/---

//! Background execution for engine calls.
//!
//! Engine and store calls block. [`SyncWorker`] runs them on one dedicated
//! thread, in submission order, and hands back a [`JobHandle`] that can be
//! awaited from async code or waited on from a plain thread.

use crate::engine::SyncEngine;
use crate::error::{SyncResult, WorkerError};
use crate::query::{Projection, ViewQuery};
use crate::source::RemoteUserSource;
use std::future::Future;
use std::pin::Pin;
use std::sync::Arc;
use std::task::{Context, Poll};
use std::thread::JoinHandle;
use tokio::sync::{mpsc, oneshot};
use tracing::{debug, warn};
use usersync_protocol::{NewUser, UserId, UserPatch, UserRecord};
use usersync_store::LocalUserStore;

type Job = Box<dyn FnOnce() + Send + 'static>;

/// Name of the worker thread.
pub const WORKER_THREAD_NAME: &str = "usersync-worker";

/// Result of a submitted job.
///
/// Await it, or call [`wait`](Self::wait) outside of an async runtime.
#[derive(Debug)]
pub struct JobHandle<T> {
    receiver: oneshot::Receiver<T>,
}

impl<T> JobHandle<T> {
    /// Blocks the current thread until the job finishes.
    ///
    /// Must not be called from within an async runtime; await the handle
    /// there instead.
    ///
    /// # Errors
    ///
    /// Returns [`WorkerError::Stopped`] if the worker went away first.
    pub fn wait(self) -> Result<T, WorkerError> {
        self.receiver
            .blocking_recv()
            .map_err(|_| WorkerError::Stopped)
    }
}

impl<T> Future for JobHandle<T> {
    type Output = Result<T, WorkerError>;

    fn poll(mut self: Pin<&mut Self>, cx: &mut Context<'_>) -> Poll<Self::Output> {
        Pin::new(&mut self.receiver)
            .poll(cx)
            .map(|result| result.map_err(|_| WorkerError::Stopped))
    }
}

/// Runs engine calls on a dedicated background thread.
pub struct SyncWorker<S: RemoteUserSource, L: LocalUserStore> {
    engine: Arc<SyncEngine<S, L>>,
    sender: Option<mpsc::UnboundedSender<Job>>,
    thread: Option<JoinHandle<()>>,
}

impl<S, L> SyncWorker<S, L>
where
    S: RemoteUserSource + 'static,
    L: LocalUserStore + 'static,
{
    /// Starts the worker thread.
    ///
    /// # Errors
    ///
    /// Returns [`WorkerError::Spawn`] if the thread cannot be created.
    pub fn spawn(engine: Arc<SyncEngine<S, L>>) -> Result<Self, WorkerError> {
        let (sender, mut receiver) = mpsc::unbounded_channel::<Job>();

        let thread = std::thread::Builder::new()
            .name(WORKER_THREAD_NAME.into())
            .spawn(move || {
                debug!("worker started");
                while let Some(job) = receiver.blocking_recv() {
                    job();
                }
                debug!("worker stopped");
            })?;

        Ok(Self {
            engine,
            sender: Some(sender),
            thread: Some(thread),
        })
    }

    /// Returns the engine the worker drives.
    pub fn engine(&self) -> &Arc<SyncEngine<S, L>> {
        &self.engine
    }

    /// Queues a call against the engine.
    ///
    /// # Errors
    ///
    /// Returns [`WorkerError::Stopped`] if the worker thread has exited.
    pub fn submit<T, F>(&self, job: F) -> Result<JobHandle<T>, WorkerError>
    where
        T: Send + 'static,
        F: FnOnce(&SyncEngine<S, L>) -> T + Send + 'static,
    {
        let sender = self.sender.as_ref().ok_or(WorkerError::Stopped)?;
        let engine = Arc::clone(&self.engine);
        let (reply, receiver) = oneshot::channel();

        sender
            .send(Box::new(move || {
                // The caller may have dropped the handle.
                let _ = reply.send(job(&engine));
            }))
            .map_err(|_| WorkerError::Stopped)?;

        Ok(JobHandle { receiver })
    }

    /// Queues [`SyncEngine::sync_from_remote`].
    ///
    /// # Errors
    ///
    /// Returns [`WorkerError::Stopped`] if the worker thread has exited.
    pub fn sync_from_remote(&self) -> Result<JobHandle<SyncResult<Vec<UserRecord>>>, WorkerError> {
        self.submit(|engine| engine.sync_from_remote())
    }

    /// Queues [`SyncEngine::load_local`].
    ///
    /// # Errors
    ///
    /// Returns [`WorkerError::Stopped`] if the worker thread has exited.
    pub fn load_local(&self) -> Result<JobHandle<SyncResult<Vec<UserRecord>>>, WorkerError> {
        self.submit(|engine| engine.load_local())
    }

    /// Queues [`SyncEngine::query`].
    ///
    /// # Errors
    ///
    /// Returns [`WorkerError::Stopped`] if the worker thread has exited.
    pub fn query(
        &self,
        query: ViewQuery,
    ) -> Result<JobHandle<SyncResult<Projection>>, WorkerError> {
        self.submit(move |engine| engine.query(&query))
    }

    /// Queues [`SyncEngine::add_local_user`].
    ///
    /// # Errors
    ///
    /// Returns [`WorkerError::Stopped`] if the worker thread has exited.
    pub fn add_local_user(
        &self,
        new_user: NewUser,
    ) -> Result<JobHandle<SyncResult<UserRecord>>, WorkerError> {
        self.submit(move |engine| engine.add_local_user(new_user))
    }

    /// Queues [`SyncEngine::update_local_user`].
    ///
    /// # Errors
    ///
    /// Returns [`WorkerError::Stopped`] if the worker thread has exited.
    pub fn update_local_user(
        &self,
        id: UserId,
        patch: UserPatch,
    ) -> Result<JobHandle<SyncResult<UserRecord>>, WorkerError> {
        self.submit(move |engine| engine.update_local_user(id, patch))
    }

    /// Queues [`SyncEngine::delete_local_user`].
    ///
    /// # Errors
    ///
    /// Returns [`WorkerError::Stopped`] if the worker thread has exited.
    pub fn delete_local_user(
        &self,
        id: UserId,
    ) -> Result<JobHandle<SyncResult<UserRecord>>, WorkerError> {
        self.submit(move |engine| engine.delete_local_user(id))
    }

    /// Runs the remaining queued jobs, then stops the thread.
    pub fn shutdown(mut self) {
        self.stop();
    }
}

impl<S: RemoteUserSource, L: LocalUserStore> SyncWorker<S, L> {
    fn stop(&mut self) {
        self.sender.take();
        if let Some(thread) = self.thread.take() {
            if thread.join().is_err() {
                warn!("worker thread panicked");
            }
        }
    }
}

impl<S: RemoteUserSource, L: LocalUserStore> Drop for SyncWorker<S, L> {
    fn drop(&mut self) {
        self.stop();
    }
}
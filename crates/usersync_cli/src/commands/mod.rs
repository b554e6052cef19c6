//! CLI command implementations.

pub mod edit;
pub mod fetch;
pub mod list;
pub mod show;
pub mod sync;

use crate::client::ReqwestClient;
use serde::Serialize;
use std::path::Path;
use thiserror::Error;
use tracing::debug;
use usersync_engine::{HttpUserSource, SyncConfig, SyncEngine};
use usersync_protocol::UserRecord;
use usersync_store::FileUserStore;

/// The engine every command runs against.
pub type CliEngine = SyncEngine<HttpUserSource<ReqwestClient>, FileUserStore>;

/// Command failures that are not engine errors.
#[derive(Debug, Error)]
pub enum CliError {
    /// No local user has this id.
    #[error("no user with id {0}")]
    UserNotFound(u64),

    /// An edit with no fields to change.
    #[error("nothing to change; pass at least one field")]
    EmptyEdit,
}

/// Opens the store at `path` and wires it to the remote API.
pub fn open_engine(
    path: &Path,
    base_url: Option<&str>,
) -> Result<CliEngine, Box<dyn std::error::Error>> {
    let config = base_url.map_or_else(SyncConfig::default, SyncConfig::new);
    let client = ReqwestClient::new(config.timeout)?;
    let source = HttpUserSource::new(config.clone(), client);
    let store = FileUserStore::open_with_create_dirs(path)?;
    debug!(path = %path.display(), base_url = %config.base_url, "opened user store");
    Ok(SyncEngine::new(config, source, store))
}

/// One line per user: id, full name, email, discovery time.
pub(crate) fn user_line(user: &UserRecord) -> String {
    format!(
        "{:>5}  {:<28} {:<36} added {}",
        user.id,
        user.full_name(),
        user.email,
        user.created_at
    )
}

pub(crate) fn user_lines(users: &[UserRecord]) -> String {
    users.iter().map(|user| user_line(user) + "\n").collect()
}

pub(crate) fn to_json<T: Serialize>(value: &T) -> Result<String, Box<dyn std::error::Error>> {
    Ok(serde_json::to_string_pretty(value)?)
}
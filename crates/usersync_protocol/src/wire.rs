//! Remote wire format.
//!
//! The remote API answers `GET <base>/users?page=<n>` with:
//!
//! ```text
//! { "data": [ {id, email, first_name, last_name, avatar}, ... ],
//!   "page": 1, "per_page": 6, "total": 12, "total_pages": 2 }
//! ```
//!
//! Only `data` is required. `total_pages`, when present, bounds pagination.

use crate::error::{ProtocolError, ProtocolResult};
use crate::record::{Timestamp, UserId, UserRecord};
use serde::{Deserialize, Serialize};

/// A user as the remote API describes it.
#[derive(Debug, Clone, PartialEq, Eq, Serialize, Deserialize)]
pub struct RemoteUser {
    /// Stable identity.
    pub id: u64,
    /// Email address.
    #[serde(default)]
    pub email: String,
    /// Given name.
    #[serde(default)]
    pub first_name: String,
    /// Family name.
    #[serde(default)]
    pub last_name: String,
    /// Avatar URL.
    #[serde(default)]
    pub avatar: String,
}

impl RemoteUser {
    /// Converts to a local record with the given discovery time.
    #[must_use]
    pub fn into_record(self, created_at: Timestamp) -> UserRecord {
        UserRecord {
            id: UserId::new(self.id),
            email: self.email,
            first_name: self.first_name,
            last_name: self.last_name,
            avatar: self.avatar,
            created_at,
        }
    }
}

impl From<&UserRecord> for RemoteUser {
    fn from(record: &UserRecord) -> Self {
        Self {
            id: record.id.get(),
            email: record.email.clone(),
            first_name: record.first_name.clone(),
            last_name: record.last_name.clone(),
            avatar: record.avatar.clone(),
        }
    }
}

/// One page of the remote user listing.
#[derive(Debug, Clone, Default, PartialEq, Eq, Serialize, Deserialize)]
pub struct UsersPage {
    /// Users on this page, in server order.
    pub data: Vec<RemoteUser>,
    /// Page number echoed by the server.
    #[serde(default, skip_serializing_if = "Option::is_none")]
    pub page: Option<u32>,
    /// Page size used by the server.
    #[serde(default, skip_serializing_if = "Option::is_none")]
    pub per_page: Option<u32>,
    /// Total number of users across all pages.
    #[serde(default, skip_serializing_if = "Option::is_none")]
    pub total: Option<u64>,
    /// Total number of pages.
    #[serde(default, skip_serializing_if = "Option::is_none")]
    pub total_pages: Option<u32>,
}

impl UsersPage {
    /// Decodes a page from a JSON body.
    ///
    /// # Errors
    ///
    /// Returns [`ProtocolError::EmptyBody`] for a blank body and
    /// [`ProtocolError::Json`] if the body is not a users page.
    pub fn decode(body: &[u8]) -> ProtocolResult<Self> {
        if body.iter().all(u8::is_ascii_whitespace) {
            return Err(ProtocolError::EmptyBody);
        }
        Ok(serde_json::from_slice(body)?)
    }

    /// Encodes the page to JSON.
    ///
    /// # Errors
    ///
    /// Returns an error if serialization fails.
    pub fn encode(&self) -> ProtocolResult<Vec<u8>> {
        Ok(serde_json::to_vec(self)?)
    }

    /// Converts every user on the page to a local record.
    ///
    /// Records carry [`Timestamp::UNSET`] until merged.
    #[must_use]
    pub fn into_records(self) -> Vec<UserRecord> {
        self.data
            .into_iter()
            .map(|user| user.into_record(Timestamp::UNSET))
            .collect()
    }
}

#[cfg(test)]
mod tests {
    use super::*;

    const REQRES_PAGE_2: &str = r#"{
        "page": 2,
        "per_page": 6,
        "total": 12,
        "total_pages": 2,
        "data": [
            {"id": 7, "email": "michael.lawson@reqres.in", "first_name": "Michael", "last_name": "Lawson", "avatar": "https://reqres.in/img/faces/7-image.jpg"},
            {"id": 8, "email": "lindsay.ferguson@reqres.in", "first_name": "Lindsay", "last_name": "Ferguson", "avatar": "https://reqres.in/img/faces/8-image.jpg"}
        ],
        "support": {"url": "https://reqres.in/#support-heading", "text": "ignored"}
    }"#;

    #[test]
    fn decode_full_page() {
        let page = UsersPage::decode(REQRES_PAGE_2.as_bytes()).unwrap();
        assert_eq!(page.page, Some(2));
        assert_eq!(page.per_page, Some(6));
        assert_eq!(page.total, Some(12));
        assert_eq!(page.total_pages, Some(2));
        assert_eq!(page.data.len(), 2);
        assert_eq!(page.data[0].first_name, "Michael");
        assert_eq!(page.data[1].last_name, "Ferguson");
    }

    #[test]
    fn decode_without_pagination_metadata() {
        let page = UsersPage::decode(br#"{"data": []}"#).unwrap();
        assert!(page.data.is_empty());
        assert_eq!(page.total_pages, None);
    }

    #[test]
    fn decode_empty_body() {
        assert!(matches!(UsersPage::decode(b""), Err(ProtocolError::EmptyBody)));
        assert!(matches!(
            UsersPage::decode(b"  \n"),
            Err(ProtocolError::EmptyBody)
        ));
    }

    #[test]
    fn decode_missing_data_fails() {
        let result = UsersPage::decode(br#"{"page": 1}"#);
        assert!(matches!(result, Err(ProtocolError::Json(_))));
    }

    #[test]
    fn decode_garbage_fails() {
        assert!(matches!(
            UsersPage::decode(b"<html>502</html>"),
            Err(ProtocolError::Json(_))
        ));
    }

    #[test]
    fn records_keep_order_and_are_unstamped() {
        let records = UsersPage::decode(REQRES_PAGE_2.as_bytes())
            .unwrap()
            .into_records();
        let ids: Vec<u64> = records.iter().map(|r| r.id.get()).collect();
        assert_eq!(ids, vec![7, 8]);
        assert!(records.iter().all(|r| r.created_at == Timestamp::UNSET));
        assert_eq!(records[0].avatar, "https://reqres.in/img/faces/7-image.jpg");
    }

    #[test]
    fn encode_skips_absent_metadata() {
        let page = UsersPage {
            data: vec![RemoteUser {
                id: 1,
                email: "a@b.c".into(),
                first_name: "A".into(),
                last_name: "B".into(),
                avatar: String::new(),
            }],
            total_pages: Some(1),
            ..Default::default()
        };
        let json: serde_json::Value = serde_json::from_slice(&page.encode().unwrap()).unwrap();
        assert_eq!(json["total_pages"], 1);
        assert!(json.get("page").is_none());
        assert_eq!(UsersPage::decode(&page.encode().unwrap()).unwrap(), page);
    }
}
//! Error types for store operations.

use std::io;
use thiserror::Error;
use usersync_protocol::UserId;

/// Result type for store operations.
pub type StoreResult<T> = Result<T, StoreError>;

/// Errors that can occur during store operations.
#[derive(Debug, Error)]
pub enum StoreError {
    /// No record with this identity exists.
    #[error("user {0} not found")]
    NotFound(UserId),

    /// An I/O error occurred.
    #[error("I/O error: {0}")]
    Io(#[from] io::Error),

    /// Every user id is taken, so no new local user can be created.
    #[error("user ids exhausted")]
    IdsExhausted,

    /// The persisted data could not be read back.
    #[error("store corrupted: {0}")]
    Corrupted(String),
}

impl StoreError {
    /// Returns the missing identity for `NotFound` errors.
    #[must_use]
    pub fn missing_id(&self) -> Option<UserId> {
        match self {
            StoreError::NotFound(id) => Some(*id),
            _ => None,
        }
    }
}
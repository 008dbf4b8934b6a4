//! Shared logging setup for the docport binaries.

use crate::Result;

/// Maps CLI verbosity flags to a log level. `quiet` wins over any
/// verbosity count.
fn level_for(verbose: u8, quiet: bool) -> tracing::Level {
    match (quiet, verbose) {
        (true, _) => tracing::Level::ERROR,
        (false, 0) => tracing::Level::INFO,
        (false, 1) => tracing::Level::DEBUG,
        (false, _) => tracing::Level::TRACE,
    }
}

/// Initializes structured logging based on verbosity level.
///
/// # Arguments
/// * `verbose` - Verbosity level (0=INFO, 1=DEBUG, 2+=TRACE)
/// * `quiet` - If true, only show ERROR level logs
pub fn init_logging(verbose: u8, quiet: bool) -> Result<()> {
    tracing_subscriber::fmt()
        .with_max_level(level_for(verbose, quiet))
        .with_target(false)
        .with_thread_ids(false)
        .with_file(false)
        .with_line_number(false)
        .try_init()
        .map_err(|e| {
            crate::error::ExportError::configuration(format!(
                "failed to initialize logging: {e}"
            ))
        })?;

    Ok(())
}

#[cfg(test)]
mod tests {
    // Logging can only be initialized once per test process, so only the
    // level selection is covered here.

    use super::level_for;

    #[test]
    fn test_quiet_overrides_verbosity() {
        assert_eq!(level_for(0, true), tracing::Level::ERROR);
        assert_eq!(level_for(5, true), tracing::Level::ERROR);
    }

    #[test]
    fn test_verbosity_escalates_to_trace() {
        assert_eq!(level_for(0, false), tracing::Level::INFO);
        assert_eq!(level_for(1, false), tracing::Level::DEBUG);
        assert_eq!(level_for(2, false), tracing::Level::TRACE);
        assert_eq!(level_for(10, false), tracing::Level::TRACE);
    }
}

\---

WHAT THE EXERCISE ASKS: Please report all lines in the entries where "FileUserStore" appears.

SOLUTION FOR THIS TASK:
use usersync_store::FileUserStore;
pub type CliEngine = SyncEngine<HttpUserSource<ReqwestClient>, FileUserStore>;
    let store = FileUserStore::open_with_create_dirs(path)?;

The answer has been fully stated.